This year marks the first time in Iraq that Christmas is an official national holiday. Congregants at Mar Yousif (St. Joseph's) said they felt hopeful about the future, and many spoke earnestly about their optimism for the country, now enjoying the lowest level of violence since 2003. But others noted that even as conditions in Baghdad improve, Iraq's persecuted Christian minority continues to stream out of the country. At Mar Yousif's service on Christmas morning, the head priest, Pios Cacha, who has seen his congregation dwindle from 1,200 families to 650 since the U.S. invasion, led a sermon that was straightforward: Iraqi Christians should come back to Iraq and start rebuilding their broken country, and their community.

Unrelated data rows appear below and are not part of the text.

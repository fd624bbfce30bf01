//! Search orchestration: one case lookup from request to recorded
//! outcome.
//!
//! The orchestrator walks a fixed phase sequence (validate, navigate,
//! fill, challenge, parse, persist) and guarantees that every run ends
//! with exactly one attempt row, whatever path it took to a terminal
//! state. Cancellation and the overall wall-clock budget wrap the whole
//! run.

use crate::challenge::{ChallengeArtifact, ChallengeExchange, ChallengeOutcome, ChallengeResolver};
use crate::error::{Result, SearchError};
use crate::parser::ResultParser;
use crate::site::SiteProfile;
use chrono::Utc;
use docket_browser::SessionActions;
use docket_core::{case_types, CaseKey, CaseRecord, SearchRequest, SearchSettings};
use docket_db::{cases, search_attempts, AttemptOutcome, Database};
use std::sync::Arc;
use std::time::Duration;
use tokio_util::sync::CancellationToken;
use uuid::Uuid;

/// How long to wait for the result page to render after a submission.
const RESULT_WAIT_MS: u64 = 5000;

/// Phases of a search run, in order. Used for trace output only; the
/// control flow itself is the sequence of calls in `run_attempt`.
#[derive(Debug, Clone, Copy, PartialEq, Eq)]
enum Phase {
    Init,
    FormFilled,
    Submitted,
    ChallengePending,
    ChallengeResolved,
    ResultReady,
}

/// Drives one case search end to end.
pub struct SearchOrchestrator<S, R>
where
    S: SessionActions,
    R: ChallengeResolver,
{
    session: Arc<S>,
    resolver: R,
    db: Arc<Database>,
    exchange: Arc<ChallengeExchange>,
    settings: SearchSettings,
    site: SiteProfile,
    parser: ResultParser,
    cancel: CancellationToken,
}

impl<S, R> SearchOrchestrator<S, R>
where
    S: SessionActions,
    R: ChallengeResolver,
{
    /// Create an orchestrator over a live session and resolver.
    #[must_use]
    pub fn new(
        session: Arc<S>,
        resolver: R,
        db: Arc<Database>,
        exchange: Arc<ChallengeExchange>,
        settings: SearchSettings,
    ) -> Self {
        let site = SiteProfile::delhi_high_court(settings.base_url.clone());
        let parser = ResultParser::new(site.base_url.clone());
        Self {
            session,
            resolver,
            db,
            exchange,
            settings,
            site,
            parser,
            cancel: CancellationToken::new(),
        }
    }

    /// Override the site profile (selectors and markers).
    #[must_use]
    pub fn with_site(mut self, site: SiteProfile) -> Self {
        self.parser = ResultParser::new(site.base_url.clone());
        self.site = site;
        self
    }

    /// Attach a cancellation token; cancelling it aborts the run and
    /// records a `cancelled` attempt.
    #[must_use]
    pub fn with_cancellation(mut self, cancel: CancellationToken) -> Self {
        self.cancel = cancel;
        self
    }

    /// Run one search to a terminal state.
    ///
    /// Always logs exactly one attempt row before returning, stamped
    /// with the run's start time. If the row itself cannot be written,
    /// a successful fetch degrades to a storage failure so the caller
    /// never sees a success the log does not know about.
    ///
    /// # Errors
    /// Returns a [`SearchError`] describing the terminal failure.
    pub async fn search(&self, request: &SearchRequest) -> Result<CaseRecord> {
        let submitted_at = Utc::now();
        let attempt_id = Uuid::new_v4().to_string();
        let budget = Duration::from_secs(self.settings.attempt_budget_secs);

        tracing::info!(
            %attempt_id,
            case_type = %request.case_type,
            case_number = %request.case_number,
            year = request.year,
            "starting search"
        );

        let result = tokio::select! {
            () = self.cancel.cancelled() => Err(SearchError::Cancelled),
            run = tokio::time::timeout(budget, self.run_attempt(&attempt_id, request)) => {
                match run {
                    Ok(outcome) => outcome,
                    Err(_) => Err(SearchError::DeadlineExceeded {
                        budget_secs: self.settings.attempt_budget_secs,
                    }),
                }
            }
        };

        if matches!(result, Err(SearchError::Cancelled)) {
            if let Err(e) = self.session.close().await {
                tracing::warn!(error = %e, "session teardown after cancel failed");
            }
        }

        let (outcome, error_detail) = match &result {
            Ok(_) => (AttemptOutcome::Success, None),
            Err(e) => (e.outcome(), Some(format!("{}: {e}", e.kind()))),
        };

        let logged = search_attempts::log_attempt(
            self.db.pool(),
            request.case_type.trim(),
            request.case_number.trim(),
            request.year,
            submitted_at,
            outcome,
            error_detail,
        )
        .await;

        match (result, logged) {
            (Ok(record), Ok(_)) => Ok(record),
            // A success the log does not know about must not be
            // reported as a success.
            (Ok(_), Err(log_err)) => Err(SearchError::Storage(log_err)),
            (Err(run_err), Ok(_)) => Err(run_err),
            (Err(run_err), Err(log_err)) => {
                tracing::error!(error = %log_err, "failed to log attempt outcome");
                Err(run_err)
            }
        }
    }

    async fn run_attempt(&self, attempt_id: &str, request: &SearchRequest) -> Result<CaseRecord> {
        let mut phase = Phase::Init;
        tracing::debug!(%attempt_id, ?phase, "phase entered");

        let key = CaseKey::new(request.case_type.clone(), request.case_number.clone(), request.year)?;
        if !case_types::is_known(key.case_type()) {
            return Err(SearchError::Validation(format!(
                "unknown case type designation '{}'",
                key.case_type()
            )));
        }

        self.navigate_with_retry(&self.site.base_url).await?;
        self.fill_form(&key).await?;
        phase = Phase::FormFilled;
        tracing::debug!(%attempt_id, ?phase, "phase entered");

        match self.resolver.extract_challenge().await? {
            Some(artifact) => {
                self.resolve_challenge(attempt_id, &key, artifact, request.captcha_code.clone())
                    .await?;
            }
            None => {
                self.session.click(&self.site.form.submit_button).await?;
            }
        }
        phase = Phase::Submitted;
        tracing::debug!(%attempt_id, ?phase, "phase entered");

        self.await_result_page().await?;
        phase = Phase::ResultReady;
        tracing::debug!(%attempt_id, ?phase, "phase entered");

        let html = self.session.page_content().await?;
        let record = self.parser.parse(&html, &key)?;

        let case_id = cases::upsert_case(self.db.pool(), &record).await?;
        tracing::info!(%attempt_id, case_id, case = %key, "case persisted");

        Ok(record)
    }

    /// Fill the search form for `key`. The captcha field is left to the
    /// challenge resolver.
    async fn fill_form(&self, key: &CaseKey) -> Result<()> {
        self.session
            .select_option(&self.site.form.case_type_select, key.case_type())
            .await?;
        self.session
            .fill_field(&self.site.form.case_number_input, key.case_number())
            .await?;
        self.session
            .select_option(&self.site.form.year_select, &key.year().to_string())
            .await?;
        Ok(())
    }

    /// Drive the challenge loop until a code is accepted or the budget
    /// runs out.
    ///
    /// The first submission uses the caller's pre-supplied code when
    /// present; later ones always come through the exchange against a
    /// freshly loaded challenge. A code is never submitted twice.
    async fn resolve_challenge(
        &self,
        attempt_id: &str,
        key: &CaseKey,
        mut artifact: ChallengeArtifact,
        presupplied: Option<String>,
    ) -> Result<()> {
        let mut presupplied = presupplied.filter(|code| !code.trim().is_empty());
        let budget = self.settings.challenge_budget.max(1);
        let wait = Duration::from_secs(self.settings.challenge_wait_secs);

        for attempt in 0..budget {
            let code = match presupplied.take() {
                Some(code) => code,
                None => {
                    if wait.is_zero() {
                        // Fail-fast mode: park the image and hand the
                        // attempt back to the caller.
                        self.exchange.park(attempt_id, artifact).await;
                        return Err(SearchError::ChallengeRequired {
                            attempt_id: attempt_id.to_string(),
                        });
                    }
                    tracing::debug!(%attempt_id, phase = ?Phase::ChallengePending, "phase entered");
                    self.exchange
                        .await_code(attempt_id, artifact.clone(), wait)
                        .await?
                }
            };

            match self.resolver.submit_response(&code).await? {
                ChallengeOutcome::Accepted => {
                    tracing::debug!(%attempt_id, phase = ?Phase::ChallengeResolved, "phase entered");
                    return Ok(());
                }
                verdict @ (ChallengeOutcome::Rejected | ChallengeOutcome::Expired) => {
                    tracing::warn!(
                        %attempt_id,
                        ?verdict,
                        submission = attempt + 1,
                        budget,
                        "challenge submission not accepted"
                    );
                    if attempt + 1 < budget {
                        tokio::time::sleep(self.backoff_delay(attempt)).await;
                        // The portal invalidates the form state after a
                        // bad code; start over with a fresh page and
                        // challenge.
                        self.navigate_with_retry(&self.site.base_url).await?;
                        self.fill_form(key).await?;
                        artifact = self.resolver.refresh().await?;
                    }
                }
            }
        }

        Err(SearchError::ChallengeExhausted { attempts: budget })
    }

    /// Navigate with exponential backoff on transient failures.
    async fn navigate_with_retry(&self, url: &str) -> Result<()> {
        let budget = self.settings.retry_budget.max(1);
        let mut last_error = None;

        for attempt in 0..budget {
            match self.session.navigate(url).await {
                Ok(()) => return Ok(()),
                Err(e) => {
                    tracing::warn!(
                        error = %e,
                        attempt = attempt + 1,
                        budget,
                        "navigation failed"
                    );
                    last_error = Some(e);
                    if attempt + 1 < budget {
                        tokio::time::sleep(self.backoff_delay(attempt)).await;
                    }
                }
            }
        }

        Err(SearchError::SiteUnreachable(match last_error {
            Some(e) => format!("navigation retries exhausted: {e}"),
            None => "navigation retries exhausted".to_string(),
        }))
    }

    /// Wait for the result page, retrying through transient blank
    /// states.
    async fn await_result_page(&self) -> Result<()> {
        let budget = self.settings.retry_budget.max(1);

        for attempt in 0..budget {
            match self
                .session
                .wait_for_selector(&self.site.result_marker, RESULT_WAIT_MS)
                .await
            {
                Ok(()) => return Ok(()),
                Err(e) => {
                    tracing::warn!(error = %e, attempt = attempt + 1, "result page not ready");
                    if attempt + 1 < budget {
                        tokio::time::sleep(self.backoff_delay(attempt)).await;
                    }
                }
            }
        }

        Err(SearchError::SiteUnreachable(
            "result page did not render".to_string(),
        ))
    }

    fn backoff_delay(&self, attempt: u32) -> Duration {
        Duration::from_millis(self.settings.retry_delay_ms.saturating_mul(1 << attempt))
    }
}

#[cfg(test)]
mod tests {
    use super::*;

    #[test]
    fn test_backoff_delay_doubles() {
        // Exercises the arithmetic without constructing a full
        // orchestrator.
        let base: u64 = 2000;
        assert_eq!(base.saturating_mul(1 << 0), 2000);
        assert_eq!(base.saturating_mul(1 << 1), 4000);
        assert_eq!(base.saturating_mul(1 << 2), 8000);
    }

    #[test]
    fn test_phase_order_is_stable() {
        // The trace labels must stay distinguishable.
        let phases = [
            Phase::Init,
            Phase::FormFilled,
            Phase::Submitted,
            Phase::ChallengePending,
            Phase::ChallengeResolved,
            Phase::ResultReady,
        ];
        for window in phases.windows(2) {
            assert_ne!(window[0], window[1]);
        }
    }
}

"Why are we afraid? We should not be afraid of the terrorists. When we were born, we were free," thundered Cacha from a red carpeted stage. He urged his congregation to embrace friendship, brotherhood, and open minds. "We need to teach the new generation how to live," he said.

Sectarian violence in the five-and-a-half years since the invasion has forced hundreds of thousands of Iraqi Christians to flee the country, many of them to neighboring Syria and Jordan. Mansur, the predominantly Sunni district that houses Mar Yousif, was a dangerous insurgent stronghold until one year ago. And in the northern Iraqi city of Mosul, where many of the Syriac Catholic congregants hail from, the persecution continues. In February, the head of the Chaldean Catholic Church in Mosul, Archbishop Paulos Faraj Rahho, was kidnapped and murdered. Over a dozen others were killed this fall in direct religious targeting.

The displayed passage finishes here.